Ordered cancellation
There's a temptation to equate thread bundles with scopes: All the threads launched within the scope would be canceled in parallel when the scope is exited.
There's a problem with that. Imagine that, within the scope, we create a logging thread first, then wait for incoming connections and launch one thread per connection. Given that all the threads were launched within the same scope, they will be canceled in parallel. It may happen that the logging thread would exit first. In that case all the logs produced by the connections while they are shutting down would be lost.
What we really want is shutting down the connections first, then shutting down the logging thread.
You can do that by nesting the scopes like this:
async with trio.open_nursery() as n1:
n1.start_soon(logger)
async with trio.open_nursery() as n2:
while True:
...
n2.start(connection)
Doable, but consider that instead of two threads you had five threads. And you wanted to cancel them in a particular order. The five nested blocks would look somewhat ugly.
One way to deal with that would be to adopt semantics a bit like that of C++ destructors: The destructors are called in the reverse order of how the constructors were called.
{
nursery n1;
n1.start_soon(logger);
nursery n2;
while(1) {
...
n2.start_soon(connection);
}
} // n2 is shut down here (all connections in parallel), when done, n1 is canceled
We should also think about whether it would be worth it — at least in statically typed languages — to impose a discipline on the programmer and allow them to run only one type of thread within one bundle/nursery. It would mean that different types of threads could not be shut down in parallel. But that's probably what we want anyway. (Counterexamples are welcome!)
{
nursery<logger> n1;
n1.start_soon();
nursery<connection> n2;
while(1) {
...
n2.start_soon();
}
}
Deadlines, cancellations, grace periods
Imagine, again, the case of a network server. We may want to limit the lifetime of each connection to one hour. If it's lasts longer than that it either means that we've lost connectivity or that the peer is trying to perform a DoS attack. So let's just shut it down.
So far so good.
However, imagine we want to shut down the server. Canceling everything immediately would be easy. Just exit the main scope.
But we still want to give connections a one minute grace period to shut down cleanly. What we can do, in the main thread, is to sleep for one minute, then exit. But it feels ugly. Why wait for one minute even if all the connections terminated within few seconds?
We have a conflict of deadlines here. The connection threads are supposed to deadline in both one hour and one minute. How are we supposed to deal with that in a clean way?
Libdill provides bundle_wait() function which has a deadline parameter. It waits for all the threads in the bundle (nursery) to finish. When they do, it exits. If the deadline expires and some threads are still running it cancels them and exits.
This approach works for C where cancellation has to be done by hand anyway, but it's kind of clumsy in more sophisticated languages where it is supposed to happen automatically.
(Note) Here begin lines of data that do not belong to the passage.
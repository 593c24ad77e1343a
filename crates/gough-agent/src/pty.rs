//! PTY allocation and shell processes.
//!
//! Each accepted SSH session gets a platform PTY pair with `/bin/bash -l`
//! on the slave side, running as the Unix account matching the certificate
//! principal. Window-change requests land as `TIOCSWINSZ` on the master.

#![cfg(unix)]

use std::os::fd::{AsRawFd, OwnedFd};
use std::process::Stdio;

use nix::pty::{openpty, Winsize};
use nix::sys::signal::{kill, Signal};
use nix::unistd::{Pid, User};
use tokio::io::{AsyncReadExt, AsyncWriteExt};

const SHELL: &str = "/bin/bash";
const CHILD_GRACE: std::time::Duration = std::time::Duration::from_secs(5);

nix::ioctl_write_ptr_bad!(tiocswinsz, libc::TIOCSWINSZ, Winsize);

/// Parameters captured from the SSH PTY request.
#[derive(Debug, Clone)]
pub struct PtyRequest {
    /// Terminal type (e.g. `xterm-256color`).
    pub term: String,
    /// Columns.
    pub cols: u16,
    /// Rows.
    pub rows: u16,
}

impl Default for PtyRequest {
    fn default() -> Self {
        Self {
            term: "xterm".to_string(),
            cols: 80,
            rows: 24,
        }
    }
}

/// A live PTY-backed shell.
pub struct PtySession {
    reader: tokio::fs::File,
    writer: tokio::fs::File,
    ioctl_fd: OwnedFd,
    child: tokio::process::Child,
}

fn winsize(cols: u16, rows: u16) -> Winsize {
    Winsize {
        ws_row: rows,
        ws_col: cols,
        ws_xpixel: 0,
        ws_ypixel: 0,
    }
}

/// Spawn a login shell on a fresh PTY as the given principal.
///
/// A principal with no local account is refused unless `allow_root_fallback`
/// is set, in which case the shell runs as the agent's own (root) user.
///
/// # Errors
///
/// Returns an error when the principal cannot be mapped, the PTY cannot be
/// allocated, or the shell fails to start.
pub fn spawn_shell(
    principal: &str,
    allow_root_fallback: bool,
    request: &PtyRequest,
) -> anyhow::Result<PtySession> {
    let account = User::from_name(principal)?;
    if account.is_none() && !allow_root_fallback {
        anyhow::bail!("no local account for principal {principal} and root fallback is disabled");
    }

    let pty = openpty(Some(&winsize(request.cols, request.rows)), None)?;
    let master: OwnedFd = pty.master;
    let slave: OwnedFd = pty.slave;

    let mut command = tokio::process::Command::new(SHELL);
    command
        .arg("-l")
        .env("TERM", &request.term)
        .stdin(Stdio::from(slave.try_clone()?))
        .stdout(Stdio::from(slave.try_clone()?))
        .stderr(Stdio::from(slave));

    if let Some(account) = account {
        command
            .uid(account.uid.as_raw())
            .gid(account.gid.as_raw())
            .env("HOME", &account.dir)
            .env("USER", &account.name)
            .env("LOGNAME", &account.name)
            .env("SHELL", SHELL)
            .current_dir(&account.dir);
    } else {
        tracing::warn!(principal, "running session as root (fallback enabled)");
    }

    // The child must lead its own session with the PTY slave as its
    // controlling terminal.
    unsafe {
        command.pre_exec(|| {
            if libc::setsid() == -1 {
                return Err(std::io::Error::last_os_error());
            }
            if libc::ioctl(0, libc::TIOCSCTTY as _, 0) == -1 {
                return Err(std::io::Error::last_os_error());
            }
            Ok(())
        });
    }

    let child = command.spawn()?;

    let reader = tokio::fs::File::from_std(std::fs::File::from(master.try_clone()?));
    let writer = tokio::fs::File::from_std(std::fs::File::from(master.try_clone()?));

    Ok(PtySession {
        reader,
        writer,
        ioctl_fd: master,
        child,
    })
}

impl PtySession {
    /// Read the next chunk of shell output.
    ///
    /// # Errors
    ///
    /// Returns the underlying I/O error; EOF (0 bytes) means the child
    /// closed its side.
    pub async fn read_output(&mut self, buf: &mut [u8]) -> std::io::Result<usize> {
        self.reader.read(buf).await
    }

    /// Write client keystrokes to the shell.
    ///
    /// # Errors
    ///
    /// Returns the underlying I/O error.
    pub async fn write_input(&mut self, data: &[u8]) -> std::io::Result<()> {
        self.writer.write_all(data).await
    }

    /// Apply a window-change request.
    ///
    /// # Errors
    ///
    /// Returns the ioctl error.
    pub fn resize(&self, cols: u16, rows: u16) -> anyhow::Result<()> {
        let size = winsize(cols, rows);
        unsafe { tiocswinsz(self.ioctl_fd.as_raw_fd(), &size) }?;
        Ok(())
    }

    /// Terminate the shell: SIGTERM, a five second grace period, SIGKILL.
    pub async fn shutdown(self) {
        let (_, controller) = self.split();
        controller.shutdown().await;
    }

    /// Split into the output reader (for the pump task) and the controller
    /// (input, resize, and teardown, kept by the connection handler).
    #[must_use]
    pub fn split(self) -> (PtyReader, PtyController) {
        (
            PtyReader {
                reader: self.reader,
            },
            PtyController {
                writer: self.writer,
                ioctl_fd: self.ioctl_fd,
                child: self.child,
            },
        )
    }
}

/// Read half of a PTY session.
pub struct PtyReader {
    reader: tokio::fs::File,
}

impl PtyReader {
    /// Read the next chunk of shell output.
    ///
    /// # Errors
    ///
    /// Returns the underlying I/O error; EOF (0 bytes) means the child
    /// closed its side.
    pub async fn read(&mut self, buf: &mut [u8]) -> std::io::Result<usize> {
        self.reader.read(buf).await
    }
}

/// Control half of a PTY session.
pub struct PtyController {
    writer: tokio::fs::File,
    ioctl_fd: OwnedFd,
    child: tokio::process::Child,
}

impl PtyController {
    /// Write client keystrokes to the shell.
    ///
    /// # Errors
    ///
    /// Returns the underlying I/O error.
    pub async fn write_input(&mut self, data: &[u8]) -> std::io::Result<()> {
        self.writer.write_all(data).await
    }

    /// Apply a window-change request.
    ///
    /// # Errors
    ///
    /// Returns the ioctl error.
    pub fn resize(&self, cols: u16, rows: u16) -> anyhow::Result<()> {
        let size = winsize(cols, rows);
        unsafe { tiocswinsz(self.ioctl_fd.as_raw_fd(), &size) }?;
        Ok(())
    }

    /// Terminate the shell: SIGTERM, a five second grace period, SIGKILL.
    pub async fn shutdown(mut self) {
        if let Some(pid) = self.child.id() {
            #[allow(clippy::cast_possible_wrap)]
            let pid = Pid::from_raw(pid as i32);
            let _ = kill(pid, Signal::SIGTERM);
        }

        match tokio::time::timeout(CHILD_GRACE, self.child.wait()).await {
            Ok(_) => {}
            Err(_) => {
                tracing::warn!("shell did not exit in grace period, killing");
                let _ = self.child.start_kill();
                let _ = self.child.wait().await;
            }
        }
    }
}

#[cfg(test)]
mod tests {
    use super::*;

    fn current_username() -> Option<String> {
        User::from_uid(nix::unistd::Uid::current())
            .ok()
            .flatten()
            .map(|u| u.name)
    }

    #[tokio::test]
    async fn shell_echoes_through_the_pty() {
        if !std::path::Path::new(SHELL).exists() {
            return;
        }
        let Some(user) = current_username() else {
            return;
        };

        let mut session = spawn_shell(&user, false, &PtyRequest::default()).unwrap();
        session.write_input(b"echo gough-$((40+2))\n").await.unwrap();

        let mut collected = String::new();
        let mut buf = [0u8; 4096];
        let deadline = tokio::time::Instant::now() + std::time::Duration::from_secs(10);
        while tokio::time::Instant::now() < deadline {
            match tokio::time::timeout(
                std::time::Duration::from_secs(2),
                session.read_output(&mut buf),
            )
            .await
            {
                Ok(Ok(0)) => break,
                Ok(Ok(n)) => {
                    collected.push_str(&String::from_utf8_lossy(&buf[..n]));
                    if collected.contains("gough-42") {
                        break;
                    }
                }
                _ => break,
            }
        }

        assert!(collected.contains("gough-42"), "output was: {collected}");
        session.shutdown().await;
    }

    #[tokio::test]
    async fn unknown_principal_is_refused_without_fallback() {
        let result = spawn_shell("no-such-user-gough", false, &PtyRequest::default());
        assert!(result.is_err());
    }

    #[test]
    fn resize_on_live_session() {
        if !std::path::Path::new(SHELL).exists() {
            return;
        }
        let Some(user) = current_username() else {
            return;
        };

        let runtime = tokio::runtime::Runtime::new().unwrap();
        runtime.block_on(async {
            let session = spawn_shell(&user, false, &PtyRequest::default()).unwrap();
            session.resize(120, 40).unwrap();
            session.shutdown().await;
        });
    }
}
To be frank, I am not sure whether this scenario can be implemented in Trio. This section of the docs discusses the cancellation semantics but I don't see any obvious match there. (Correct me if I'm wrong!) I am not sure about Kotlin's implementation either.
Multi-core support
Finally, it should be said that all the implementations that I am aware of use coroutines and ignore OS threads. What that means is they can't use structured concurrency on more than one CPU core. At the same time there seems to be no inherent reason why OS threads or processes couldn't be made part of the structured concurrency world.
There may be technical reasons though.
I once implemented launching of OS process that was semantically equivalent to launching a coroutine in libdill, with cancellation and everything. You just had to use go_process() instead of go(). Surprisingly, it worked.
But then I deleted it. And I haven't even tried with OS threads.
The reason was that implementation of threads in the C standard library (pthreads) is complex and fragile. It contains a lot of corner cases and poorly specified behavior. Once signals are added to the mix all bets are off. Even if you make it work on one operating system, there's no guarantee that you won't experience weird behavior on a different operating system.
And I really don't want to deal with that complexity. Libdill is a hobby project and I have only limited time to spend on it.
But, eventually, if structured concurrency is to take off, it will have to deal with OS threads and processes. It would need people with enough free time and enthusiasm to deal with the complexity and maybe also some political will to change standard libraries in such a way that they play well with structured concurrency.
October 19th, 2018
Regarding grace periods: yeah, this is something we're still trying to figure out how to handle nicely in Trio. (Discussion thread.)
Your challenge with combining the one hour deadline and the one minute deadline is actually easy in Trio: cancel scopes can be nested, and you can change cancel scope deadlines on the fly. So each connection handler will have its own cancel scope with a one hour timeout, and for the grace period, you wrap your whole program in a cancel scope, and when you want to shut down, set that shared scope's deadline to 1 minute. Trio will take care of composing those deadlines together.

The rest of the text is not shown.